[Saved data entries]
▼▼▼

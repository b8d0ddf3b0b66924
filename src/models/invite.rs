//! Invite model (legacy onboarding codes)

use serde::{Deserialize, Serialize};
use chrono::{DateTime, Utc};
use regex::Regex;
use sqlx::FromRow;
use std::sync::OnceLock;
use crate::utils::errors::{BotError, Result};

pub const INVITE_PREFIX: &str = "INV_";
pub const INVITE_CODE_MIN_LEN: usize = 8;
pub const INVITE_CODE_MAX_LEN: usize = 50;
pub const INVITE_MAX_USES_LIMIT: i32 = 1000;

fn invite_code_regex() -> &'static Regex {
    static RE: OnceLock<Regex> = OnceLock::new();
    RE.get_or_init(|| Regex::new(r"^INV_[a-f0-9]+$").expect("static invite regex"))
}

/// Check the textual shape of an invite code
pub fn is_valid_invite_code(code: &str) -> bool {
    (INVITE_CODE_MIN_LEN..=INVITE_CODE_MAX_LEN).contains(&code.len())
        && invite_code_regex().is_match(code)
}

#[derive(Debug, Clone, Serialize, Deserialize, FromRow)]
pub struct Invite {
    pub id: i64,
    pub code: String,
    pub created_by: Option<i64>,
    pub max_uses: i32,
    pub used_count: i32,
    pub is_active: bool,
    pub expires_at: Option<DateTime<Utc>>,
    pub created_at: DateTime<Utc>,
    pub updated_at: DateTime<Utc>,
}

impl Invite {
    pub fn is_expired(&self, now: DateTime<Utc>) -> bool {
        self.expires_at.map_or(false, |at| at <= now)
    }

    pub fn is_exhausted(&self) -> bool {
        self.used_count >= self.max_uses
    }

    pub fn remaining_uses(&self) -> i32 {
        (self.max_uses - self.used_count).max(0)
    }
}

#[derive(Debug, Clone, Serialize, Deserialize, FromRow)]
pub struct InviteRedemption {
    pub id: i64,
    pub invite_id: i64,
    pub user_id: i64,
    pub created_at: DateTime<Utc>,
}

/// Successful result of redeeming an invite
#[derive(Debug, Clone)]
pub enum InviteUseOutcome {
    /// This call consumed one use
    Redeemed(Invite),
    /// The same user already redeemed this code; nothing changed
    AlreadyRedeemed(Invite),
}

impl InviteUseOutcome {
    pub fn invite(&self) -> &Invite {
        match self {
            InviteUseOutcome::Redeemed(invite) | InviteUseOutcome::AlreadyRedeemed(invite) => invite,
        }
    }
}

#[derive(Debug, Clone, Serialize, Deserialize)]
pub struct CreateInviteRequest {
    pub code: String,
    pub created_by: Option<i64>,
    pub max_uses: i32,
    pub expires_at: Option<DateTime<Utc>>,
}

impl CreateInviteRequest {
    pub fn validate(&self, now: DateTime<Utc>) -> Result<()> {
        if !is_valid_invite_code(&self.code) {
            return Err(BotError::Validation(format!(
                "Invite code must match {}<hex> and be {}-{} characters",
                INVITE_PREFIX, INVITE_CODE_MIN_LEN, INVITE_CODE_MAX_LEN
            )));
        }
        if !(1..=INVITE_MAX_USES_LIMIT).contains(&self.max_uses) {
            return Err(BotError::Validation(format!(
                "Invite max uses must be between 1 and {}",
                INVITE_MAX_USES_LIMIT
            )));
        }
        if matches!(self.expires_at, Some(at) if at <= now) {
            return Err(BotError::Validation("Invite expiry cannot be in the past".to_string()));
        }
        Ok(())
    }
}

#[cfg(test)]
mod tests {
    use super::*;
    use assert_matches::assert_matches;
    use chrono::Duration;

    #[test]
    fn test_invite_code_shape() {
        assert!(is_valid_invite_code("INV_abc123"));
        assert!(!is_valid_invite_code("INV_ab"));
        assert!(!is_valid_invite_code("INV_ABC123"));
        assert!(!is_valid_invite_code("REF_abc123"));
        assert!(!is_valid_invite_code(&format!("INV_{}", "a".repeat(47))));
    }

    #[test]
    fn test_create_request_validation() {
        let now = Utc::now();
        let mut req = CreateInviteRequest {
            code: "INV_abcdef".to_string(),
            created_by: None,
            max_uses: 5,
            expires_at: Some(now + Duration::days(1)),
        };
        assert!(req.validate(now).is_ok());

        req.max_uses = 0;
        assert_matches!(req.validate(now), Err(BotError::Validation(_)));
        req.max_uses = 1001;
        assert_matches!(req.validate(now), Err(BotError::Validation(_)));

        req.max_uses = 1;
        req.expires_at = Some(now - Duration::minutes(1));
        assert_matches!(req.validate(now), Err(BotError::Validation(msg)) if msg.contains("past"));
    }
}
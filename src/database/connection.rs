//! Database connection management

use sqlx::{Pool, Postgres};
use std::time::Duration;
use crate::utils::errors::BotError;

pub type DatabasePool = Pool<Postgres>;

#[derive(Debug, Clone)]
pub struct DatabaseConfig {
    pub url: String,
    pub max_connections: u32,
    pub min_connections: u32,
    pub acquire_timeout: Duration,
    pub idle_timeout: Option<Duration>,
    pub max_lifetime: Option<Duration>,
}

impl Default for DatabaseConfig {
    fn default() -> Self {
        Self {
            url: "postgresql://localhost/hiddify_bot".to_string(),
            max_connections: 10,
            min_connections: 1,
            acquire_timeout: Duration::from_secs(30),
            idle_timeout: Some(Duration::from_secs(600)),
            max_lifetime: Some(Duration::from_secs(1800)),
        }
    }
}

impl From<&crate::config::DatabaseConfig> for DatabaseConfig {
    fn from(settings: &crate::config::DatabaseConfig) -> Self {
        Self {
            url: settings.url.clone(),
            max_connections: settings.max_connections,
            min_connections: settings.min_connections,
            ..Self::default()
        }
    }
}

/// Create a new database connection pool
pub async fn create_pool(config: &DatabaseConfig) -> Result<DatabasePool, BotError> {
    let pool = sqlx::postgres::PgPoolOptions::new()
        .max_connections(config.max_connections)
        .min_connections(config.min_connections)
        .acquire_timeout(config.acquire_timeout)
        .idle_timeout(config.idle_timeout)
        .max_lifetime(config.max_lifetime)
        .connect(&config.url)
        .await?;

    // Test the connection
    sqlx::query("SELECT 1")
        .execute(&pool)
        .await?;

    tracing::info!("Database connection pool created successfully");
    Ok(pool)
}

/// Run database migrations
pub async fn run_migrations(pool: &DatabasePool) -> Result<(), BotError> {
    tracing::info!("Running database migrations...");

    sqlx::migrate!("./migrations")
        .run(pool)
        .await?;

    tracing::info!("Database migrations completed successfully");
    Ok(())
}

/// Check database health
pub async fn health_check(pool: &DatabasePool) -> Result<(), BotError> {
    sqlx::query("SELECT 1")
        .execute(pool)
        .await?;

    Ok(())
}

/// True when the error is a unique-constraint violation
pub fn is_unique_violation(err: &sqlx::Error) -> bool {
    matches!(err, sqlx::Error::Database(db_err) if db_err.is_unique_violation())
}

/// True when the error is a foreign-key violation
pub fn is_foreign_key_violation(err: &sqlx::Error) -> bool {
    matches!(err, sqlx::Error::Database(db_err) if db_err.is_foreign_key_violation())
}

#[cfg(test)]
mod tests {
    use super::*;

    #[test]
    fn test_database_config_default() {
        let config = DatabaseConfig::default();
        assert_eq!(config.max_connections, 10);
        assert_eq!(config.min_connections, 1);
        assert!(config.url.contains("postgresql://"));
    }

    #[test]
    fn test_database_config_from_settings() {
        let settings = crate::config::Settings::default();
        let config = DatabaseConfig::from(&settings.database);
        assert_eq!(config.url, settings.database.url);
        assert_eq!(config.acquire_timeout, Duration::from_secs(30));
    }

    #[test]
    fn test_row_not_found_is_not_a_constraint_error() {
        let err = sqlx::Error::RowNotFound;
        assert!(!is_unique_violation(&err));
        assert!(!is_foreign_key_violation(&err));
    }
}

▲▲▲

- Required work: Please write out each entry shown above exactly as given.

- Solution:
repository b8d0ddf3b0b66924
filename src/models/invite.rs
//! Invite model (legacy onboarding codes)

use serde::{Deserialize, Serialize};
use chrono::{DateTime, Utc};
use regex::Regex;
use sqlx::FromRow;
use std::sync::OnceLock;
use crate::utils::errors::{BotError, Result};

pub const INVITE_PREFIX: &str = "INV_";
pub const INVITE_CODE_MIN_LEN: usize = 8;
pub const INVITE_CODE_MAX_LEN: usize = 50;
pub const INVITE_MAX_USES_LIMIT: i32 = 1000;

fn invite_code_regex() -> &'static Regex {
    static RE: OnceLock<Regex> = OnceLock::new();
    RE.get_or_init(|| Regex::new(r"^INV_[a-f0-9]+$").expect("static invite regex"))
}

/// Check the textual shape of an invite code
pub fn is_valid_invite_code(code: &str) -> bool {
    (INVITE_CODE_MIN_LEN..=INVITE_CODE_MAX_LEN).contains(&code.len())
        && invite_code_regex().is_match(code)
}

#[derive(Debug, Clone, Serialize, Deserialize, FromRow)]
pub struct Invite {
    pub id: i64,
    pub code: String,
    pub created_by: Option<i64>,
    pub max_uses: i32,
    pub used_count: i32,
    pub is_active: bool,
    pub expires_at: Option<DateTime<Utc>>,
    pub created_at: DateTime<Utc>,
    pub updated_at: DateTime<Utc>,
}

impl Invite {
    pub fn is_expired(&self, now: DateTime<Utc>) -> bool {
        self.expires_at.map_or(false, |at| at <= now)
    }

    pub fn is_exhausted(&self) -> bool {
        self.used_count >= self.max_uses
    }

    pub fn remaining_uses(&self) -> i32 {
        (self.max_uses - self.used_count).max(0)
    }
}

#[derive(Debug, Clone, Serialize, Deserialize, FromRow)]
pub struct InviteRedemption {
    pub id: i64,
    pub invite_id: i64,
    pub user_id: i64,
    pub created_at: DateTime<Utc>,
}

/// Successful result of redeeming an invite
#[derive(Debug, Clone)]
pub enum InviteUseOutcome {
    /// This call consumed one use
    Redeemed(Invite),
    /// The same user already redeemed this code; nothing changed
    AlreadyRedeemed(Invite),
}

impl InviteUseOutcome {
    pub fn invite(&self) -> &Invite {
        match self {
            InviteUseOutcome::Redeemed(invite) | InviteUseOutcome::AlreadyRedeemed(invite) => invite,
        }
    }
}

#[derive(Debug, Clone, Serialize, Deserialize)]
pub struct CreateInviteRequest {
    pub code: String,
    pub created_by: Option<i64>,
    pub max_uses: i32,
    pub expires_at: Option<DateTime<Utc>>,
}

impl CreateInviteRequest {
    pub fn validate(&self, now: DateTime<Utc>) -> Result<()> {
        if !is_valid_invite_code(&self.code) {
            return Err(BotError::Validation(format!(
                "Invite code must match {}<hex> and be {}-{} characters",
                INVITE_PREFIX, INVITE_CODE_MIN_LEN, INVITE_CODE_MAX_LEN
            )));
        }
        if !(1..=INVITE_MAX_USES_LIMIT).contains(&self.max_uses) {
            return Err(BotError::Validation(format!(
                "Invite max uses must be between 1 and {}",
                INVITE_MAX_USES_LIMIT
            )));
        }
        if matches!(self.expires_at, Some(at) if at <= now) {
            return Err(BotError::Validation("Invite expiry cannot be in the past".to_string()));
        }
        Ok(())
    }
}

#[cfg(test)]
mod tests {
    use super::*;
    use assert_matches::assert_matches;
    use chrono::Duration;

    #[test]
    fn test_invite_code_shape() {
        assert!(is_valid_invite_code("INV_abc123"));
        assert!(!is_valid_invite_code("INV_ab"));
        assert!(!is_valid_invite_code("INV_ABC123"));
        assert!(!is_valid_invite_code("REF_abc123"));
        assert!(!is_valid_invite_code(&format!("INV_{}", "a".repeat(47))));
    }

    #[test]
    fn test_create_request_validation() {
        let now = Utc::now();
        let mut req = CreateInviteRequest {
            code: "INV_abcdef".to_string(),
            created_by: None,
            max_uses: 5,
            expires_at: Some(now + Duration::days(1)),
        };
        assert!(req.validate(now).is_ok());

        req.max_uses = 0;
        assert_matches!(req.validate(now), Err(BotError::Validation(_)));
        req.max_uses = 1001;
        assert_matches!(req.validate(now), Err(BotError::Validation(_)));

        req.max_uses = 1;
        req.expires_at = Some(now - Duration::minutes(1));
        assert_matches!(req.validate(now), Err(BotError::Validation(msg)) if msg.contains("past"));
    }
}
filename src/database/connection.rs
//! Database connection management

use sqlx::{Pool, Postgres};
use std::time::Duration;
use crate::utils::errors::BotError;

pub type DatabasePool = Pool<Postgres>;

#[derive(Debug, Clone)]
pub struct DatabaseConfig {
    pub url: String,
    pub max_connections: u32,
    pub min_connections: u32,
    pub acquire_timeout: Duration,
    pub idle_timeout: Option<Duration>,
    pub max_lifetime: Option<Duration>,
}

impl Default for DatabaseConfig {
    fn default() -> Self {
        Self {
            url: "postgresql://localhost/hiddify_bot".to_string(),
            max_connections: 10,
            min_connections: 1,
            acquire_timeout: Duration::from_secs(30),
            idle_timeout: Some(Duration::from_secs(600)),
            max_lifetime: Some(Duration::from_secs(1800)),
        }
    }
}

impl From<&crate::config::DatabaseConfig> for DatabaseConfig {
    fn from(settings: &crate::config::DatabaseConfig) -> Self {
        Self {
            url: settings.url.clone(),
            max_connections: settings.max_connections,
            min_connections: settings.min_connections,
            ..Self::default()
        }
    }
}

/// Create a new database connection pool
pub async fn create_pool(config: &DatabaseConfig) -> Result<DatabasePool, BotError> {
    let pool = sqlx::postgres::PgPoolOptions::new()
        .max_connections(config.max_connections)
        .min_connections(config.min_connections)
        .acquire_timeout(config.acquire_timeout)
        .idle_timeout(config.idle_timeout)
        .max_lifetime(config.max_lifetime)
        .connect(&config.url)
        .await?;

    // Test the connection
    sqlx::query("SELECT 1")
        .execute(&pool)
        .await?;

    tracing::info!("Database connection pool created successfully");
    Ok(pool)
}

/// Run database migrations
pub async fn run_migrations(pool: &DatabasePool) -> Result<(), BotError> {
    tracing::info!("Running database migrations...");

    sqlx::migrate!("./migrations")
        .run(pool)
        .await?;

    tracing::info!("Database migrations completed successfully");
    Ok(())
}

/// Check database health
pub async fn health_check(pool: &DatabasePool) -> Result<(), BotError> {
    sqlx::query("SELECT 1")
        .execute(pool)
        .await?;

    Ok(())
}

/// True when the error is a unique-constraint violation
pub fn is_unique_violation(err: &sqlx::Error) -> bool {
    matches!(err, sqlx::Error::Database(db_err) if db_err.is_unique_violation())
}

/// True when the error is a foreign-key violation
pub fn is_foreign_key_violation(err: &sqlx::Error) -> bool {
    matches!(err, sqlx::Error::Database(db_err) if db_err.is_foreign_key_violation())
}

#[cfg(test)]
mod tests {
    use super::*;

    #[test]
    fn test_database_config_default() {
        let config = DatabaseConfig::default();
        assert_eq!(config.max_connections, 10);
        assert_eq!(config.min_connections, 1);
        assert!(config.url.contains("postgresql://"));
    }

    #[test]
    fn test_database_config_from_settings() {
        let settings = crate::config::Settings::default();
        let config = DatabaseConfig::from(&settings.database);
        assert_eq!(config.url, settings.database.url);
        assert_eq!(config.acquire_timeout, Duration::from_secs(30));
    }

    #[test]
    fn test_row_not_found_is_not_a_constraint_error() {
        let err = sqlx::Error::RowNotFound;
        assert!(!is_unique_violation(&err));
        assert!(!is_foreign_key_violation(&err));
    }
}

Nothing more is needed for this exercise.